#### Goal of the exercise:
Copy out the data in full, keeping each line exactly as it reads.

#### Entries supplied:
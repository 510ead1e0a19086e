use std::time::Duration;

use super::action::Direction;
use super::entity::{ActiveEffects, Bonus, BonusKind, Hazard};

/// A position on the game grid
#[derive(Debug, Clone, Copy, PartialEq, Eq, Hash)]
pub struct Position {
    pub x: i32,
    pub y: i32,
}

impl Position {
    pub fn new(x: i32, y: i32) -> Self {
        Self { x, y }
    }

    /// Move position by delta
    pub fn moved_by(&self, dx: i32, dy: i32) -> Self {
        Self {
            x: self.x + dx,
            y: self.y + dy,
        }
    }

    /// Move position in a direction
    pub fn moved_in_direction(&self, direction: Direction) -> Self {
        let (dx, dy) = direction.delta();
        self.moved_by(dx, dy)
    }
}

/// The snake in the game
#[derive(Debug, Clone, PartialEq)]
pub struct Snake {
    /// Body segments, with head at index 0
    pub body: Vec<Position>,
    /// Current direction of movement
    pub direction: Direction,
    /// Heading requested by input, committed at the start of the next tick
    pub pending_direction: Direction,
}

impl Snake {
    /// Create a new snake with given starting position and direction
    pub fn new(head: Position, direction: Direction, length: usize) -> Self {
        let mut body = vec![head];

        // Add initial body segments behind the head
        let (dx, dy) = direction.delta();
        for i in 1..length.max(1) {
            let prev = body[i - 1];
            body.push(prev.moved_by(-dx, -dy));
        }

        Self {
            body,
            direction,
            pending_direction: direction,
        }
    }

    /// Get the head position
    pub fn head(&self) -> Position {
        self.body[0]
    }

    /// Get the tail position (last segment)
    pub fn tail(&self) -> Position {
        self.body[self.body.len() - 1]
    }

    /// Commit the pending heading unless it would reverse the snake
    pub fn commit_direction(&mut self) {
        if !self.direction.is_opposite(self.pending_direction) {
            self.direction = self.pending_direction;
        }
    }

    /// Check if moving the head to `pos` would run into the body.
    ///
    /// The head is never counted. The tail only counts when it stays put,
    /// i.e. when the snake grows this move.
    pub fn collides_with_body(&self, pos: Position, growing: bool) -> bool {
        let end = if growing {
            self.body.len()
        } else {
            self.body.len() - 1
        };
        self.body[1..end.max(1)].contains(&pos)
    }

    /// Prepend a new head, dropping the tail unless growing
    pub fn advance(&mut self, new_head: Position, grow: bool) {
        self.body.insert(0, new_head);

        if !grow {
            self.body.pop();
        }
    }

    /// Cut the snake down to at most `length` segments (never below one)
    pub fn truncate(&mut self, length: usize) {
        self.body.truncate(length.max(1));
    }

    pub fn contains(&self, pos: Position) -> bool {
        self.body.contains(&pos)
    }

    /// Get the length of the snake
    pub fn len(&self) -> usize {
        self.body.len()
    }

    /// Check if the snake is empty (should never happen in practice)
    pub fn is_empty(&self) -> bool {
        self.body.is_empty()
    }
}

/// Phase of a game session
#[derive(Debug, Clone, Copy, PartialEq, Eq)]
pub enum Phase {
    NotStarted,
    Running,
    Paused,
    GameOver,
}

/// What ended the game
#[derive(Debug, Clone, Copy, PartialEq, Eq)]
pub enum GameOverReason {
    /// Snake hit a wall
    Wall,
    /// Snake hit itself
    SelfCollision,
    /// Snake hit a bomb
    Bomb,
    /// No free cell was left for food
    BoardFull,
}

impl GameOverReason {
    pub fn describe(&self) -> &'static str {
        match self {
            GameOverReason::Wall => "Crashed into the wall",
            GameOverReason::SelfCollision => "Crossed your own trail",
            GameOverReason::Bomb => "Hit a bomb",
            GameOverReason::BoardFull => "The board is full",
        }
    }
}

/// Complete game state
#[derive(Debug, Clone, PartialEq)]
pub struct GameState {
    pub snake: Snake,
    pub food: Position,
    pub bombs: Vec<Hazard>,
    pub bonuses: Vec<Bonus>,
    pub effects: ActiveEffects,
    pub grid_width: usize,
    pub grid_height: usize,
    pub score: u32,
    pub ticks: u32,
    /// Simulated time played; advances only while running
    pub elapsed: Duration,
    pub phase: Phase,
    pub game_over_reason: Option<GameOverReason>,
}

impl GameState {
    /// Create a new game state, not yet started
    pub fn new(snake: Snake, food: Position, grid_width: usize, grid_height: usize) -> Self {
        Self {
            snake,
            food,
            bombs: Vec::new(),
            bonuses: Vec::new(),
            effects: ActiveEffects::default(),
            grid_width,
            grid_height,
            score: 0,
            ticks: 0,
            elapsed: Duration::ZERO,
            phase: Phase::NotStarted,
            game_over_reason: None,
        }
    }

    /// Check if a position is within the grid bounds
    pub fn is_in_bounds(&self, pos: Position) -> bool {
        pos.x >= 0
            && pos.x < self.grid_width as i32
            && pos.y >= 0
            && pos.y < self.grid_height as i32
    }

    /// Map a position that left the grid back onto the opposite edge
    pub fn wrap(&self, pos: Position) -> Position {
        Position::new(
            pos.x.rem_euclid(self.grid_width as i32),
            pos.y.rem_euclid(self.grid_height as i32),
        )
    }

    /// Check if a position is occupied by the snake
    pub fn is_occupied_by_snake(&self, pos: Position) -> bool {
        self.snake.contains(pos)
    }

    pub fn bomb_at(&self, pos: Position) -> bool {
        self.bombs.iter().any(|b| b.position == pos)
    }

    pub fn bonus_at(&self, pos: Position) -> Option<&Bonus> {
        self.bonuses.iter().find(|b| b.position == pos)
    }

    pub fn has_bonus(&self, kind: BonusKind) -> bool {
        self.bonuses.iter().any(|b| b.kind == kind)
    }

    /// Check if anything at all sits on a cell
    pub fn is_occupied(&self, pos: Position) -> bool {
        self.food == pos
            || self.is_occupied_by_snake(pos)
            || self.bomb_at(pos)
            || self.bonus_at(pos).is_some()
    }

    pub fn is_effect_active(&self, kind: BonusKind) -> bool {
        self.effects.is_active(kind, self.elapsed)
    }

    pub fn is_time_warped(&self) -> bool {
        self.is_effect_active(BonusKind::TimeWarp)
    }

    pub fn is_running(&self) -> bool {
        self.phase == Phase::Running
    }

    pub fn is_over(&self) -> bool {
        self.phase == Phase::GameOver
    }
}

#### Solution to this exercise:
repository 510ead1e0a19086e
use std::time::Duration;

use super::action::Direction;
use super::entity::{ActiveEffects, Bonus, BonusKind, Hazard};

/// A position on the game grid
#[derive(Debug, Clone, Copy, PartialEq, Eq, Hash)]
pub struct Position {
    pub x: i32,
    pub y: i32,
}

impl Position {
    pub fn new(x: i32, y: i32) -> Self {
        Self { x, y }
    }

    /// Move position by delta
    pub fn moved_by(&self, dx: i32, dy: i32) -> Self {
        Self {
            x: self.x + dx,
            y: self.y + dy,
        }
    }

    /// Move position in a direction
    pub fn moved_in_direction(&self, direction: Direction) -> Self {
        let (dx, dy) = direction.delta();
        self.moved_by(dx, dy)
    }
}

/// The snake in the game
#[derive(Debug, Clone, PartialEq)]
pub struct Snake {
    /// Body segments, with head at index 0
    pub body: Vec<Position>,
    /// Current direction of movement
    pub direction: Direction,
    /// Heading requested by input, committed at the start of the next tick
    pub pending_direction: Direction,
}

impl Snake {
    /// Create a new snake with given starting position and direction
    pub fn new(head: Position, direction: Direction, length: usize) -> Self {
        let mut body = vec![head];

        // Add initial body segments behind the head
        let (dx, dy) = direction.delta();
        for i in 1..length.max(1) {
            let prev = body[i - 1];
            body.push(prev.moved_by(-dx, -dy));
        }

        Self {
            body,
            direction,
            pending_direction: direction,
        }
    }

    /// Get the head position
    pub fn head(&self) -> Position {
        self.body[0]
    }

    /// Get the tail position (last segment)
    pub fn tail(&self) -> Position {
        self.body[self.body.len() - 1]
    }

    /// Commit the pending heading unless it would reverse the snake
    pub fn commit_direction(&mut self) {
        if !self.direction.is_opposite(self.pending_direction) {
            self.direction = self.pending_direction;
        }
    }

    /// Check if moving the head to `pos` would run into the body.
    ///
    /// The head is never counted. The tail only counts when it stays put,
    /// i.e. when the snake grows this move.
    pub fn collides_with_body(&self, pos: Position, growing: bool) -> bool {
        let end = if growing {
            self.body.len()
        } else {
            self.body.len() - 1
        };
        self.body[1..end.max(1)].contains(&pos)
    }

    /// Prepend a new head, dropping the tail unless growing
    pub fn advance(&mut self, new_head: Position, grow: bool) {
        self.body.insert(0, new_head);

        if !grow {
            self.body.pop();
        }
    }

    /// Cut the snake down to at most `length` segments (never below one)
    pub fn truncate(&mut self, length: usize) {
        self.body.truncate(length.max(1));
    }

    pub fn contains(&self, pos: Position) -> bool {
        self.body.contains(&pos)
    }

    /// Get the length of the snake
    pub fn len(&self) -> usize {
        self.body.len()
    }

    /// Check if the snake is empty (should never happen in practice)
    pub fn is_empty(&self) -> bool {
        self.body.is_empty()
    }
}

/// Phase of a game session
#[derive(Debug, Clone, Copy, PartialEq, Eq)]
pub enum Phase {
    NotStarted,
    Running,
    Paused,
    GameOver,
}

/// What ended the game
#[derive(Debug, Clone, Copy, PartialEq, Eq)]
pub enum GameOverReason {
    /// Snake hit a wall
    Wall,
    /// Snake hit itself
    SelfCollision,
    /// Snake hit a bomb
    Bomb,
    /// No free cell was left for food
    BoardFull,
}

impl GameOverReason {
    pub fn describe(&self) -> &'static str {
        match self {
            GameOverReason::Wall => "Crashed into the wall",
            GameOverReason::SelfCollision => "Crossed your own trail",
            GameOverReason::Bomb => "Hit a bomb",
            GameOverReason::BoardFull => "The board is full",
        }
    }
}

/// Complete game state
#[derive(Debug, Clone, PartialEq)]
pub struct GameState {
    pub snake: Snake,
    pub food: Position,
    pub bombs: Vec<Hazard>,
    pub bonuses: Vec<Bonus>,
    pub effects: ActiveEffects,
    pub grid_width: usize,
    pub grid_height: usize,
    pub score: u32,
    pub ticks: u32,
    /// Simulated time played; advances only while running
    pub elapsed: Duration,
    pub phase: Phase,
    pub game_over_reason: Option<GameOverReason>,
}

impl GameState {
    /// Create a new game state, not yet started
    pub fn new(snake: Snake, food: Position, grid_width: usize, grid_height: usize) -> Self {
        Self {
            snake,
            food,
            bombs: Vec::new(),
            bonuses: Vec::new(),
            effects: ActiveEffects::default(),
            grid_width,
            grid_height,
            score: 0,
            ticks: 0,
            elapsed: Duration::ZERO,
            phase: Phase::NotStarted,
            game_over_reason: None,
        }
    }

    /// Check if a position is within the grid bounds
    pub fn is_in_bounds(&self, pos: Position) -> bool {
        pos.x >= 0
            && pos.x < self.grid_width as i32
            && pos.y >= 0
            && pos.y < self.grid_height as i32
    }

    /// Map a position that left the grid back onto the opposite edge
    pub fn wrap(&self, pos: Position) -> Position {
        Position::new(
            pos.x.rem_euclid(self.grid_width as i32),
            pos.y.rem_euclid(self.grid_height as i32),
        )
    }

    /// Check if a position is occupied by the snake
    pub fn is_occupied_by_snake(&self, pos: Position) -> bool {
        self.snake.contains(pos)
    }

    pub fn bomb_at(&self, pos: Position) -> bool {
        self.bombs.iter().any(|b| b.position == pos)
    }

    pub fn bonus_at(&self, pos: Position) -> Option<&Bonus> {
        self.bonuses.iter().find(|b| b.position == pos)
    }

    pub fn has_bonus(&self, kind: BonusKind) -> bool {
        self.bonuses.iter().any(|b| b.kind == kind)
    }

    /// Check if anything at all sits on a cell
    pub fn is_occupied(&self, pos: Position) -> bool {
        self.food == pos
            || self.is_occupied_by_snake(pos)
            || self.bomb_at(pos)
            || self.bonus_at(pos).is_some()
    }

    pub fn is_effect_active(&self, kind: BonusKind) -> bool {
        self.effects.is_active(kind, self.elapsed)
    }

    pub fn is_time_warped(&self) -> bool {
        self.is_effect_active(BonusKind::TimeWarp)
    }

    pub fn is_running(&self) -> bool {
        self.phase == Phase::Running
    }

    pub fn is_over(&self) -> bool {
        self.phase == Phase::GameOver
    }
}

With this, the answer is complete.